Do California's high school students suffer from motivation deficiency? Many experts see lack of student engagement at the root of the state's growing struggles with student dropouts and achievement. Walk through the typical high school today, says UC Berkeley professor David Stern, "and occasionally you'll see actively engaged students who are on-task, but it's rare. Instead, for the most part you see polite attention or inattention, and in a lot of cases disruption, acting out, or opting out. Motivation is a big problem in high schools."

Photo: Jason Doiy

Rather than the one-size-fits-all approach, a movement of education reformers is seeking to provide students a wider range of possible paths to educational success. This multiple pathways approach is at the heart of the new strategy of the Irvines Youth program.

Studies show that, even as most students say they plan to attend college, a large slice of them will not end up doing so. "If you look at the numbers, the proportion of young people who attain either a four-year or a two-year college degree is still, for all our efforts, a little over one in three," says Harvard professor Bob Schwartz. "If you look at the flip side, we've designed a system that is essentially not serving at least two kids out of three very well."

Support for rigorous curricular standards remains high.
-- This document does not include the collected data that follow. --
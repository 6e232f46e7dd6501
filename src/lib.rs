//! Facade crate for the Cinephile recommendation engine.
//!
//! This crate re-exports the core domain types and the engine, and exposes
//! the filesystem-backed preference store behind a feature flag.

#![forbid(unsafe_code)]

pub use cinephile_core::{
    Affinities, Catalog, CatalogError, MemoryStore, Movie, NEUTRAL_RATING, PreferenceStore,
    RawMovie, StoreError, UserPreferences, ViewRecord, generate_movie_id,
};

#[cfg(feature = "store-fs")]
pub use cinephile_core::DirectoryStore;

pub use cinephile_recommender::{
    Mood, PreferencesError, Recommendation, RecommendationEngine, RecommendationOptions,
    STORAGE_KEY, Stats, Strategy,
};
The new push is for more relevance.

"The core business of high schools ought to be to equip kids with a solid foundation of academic skills so they can move on to whatever they're going to do next," says Schwartz. "But there's this increasing tendency to say 'Let's run everybody through a standard college-prep curriculum.' This is where I jump off the train. For a lot of kids, the argument that they need this for college simply isn't very motivating. It doesn't connect to who they are or their interests or experiences. Historically, one single pathway - leading kids to a four-year, higher education institution - hasn't worked for the majority of kids."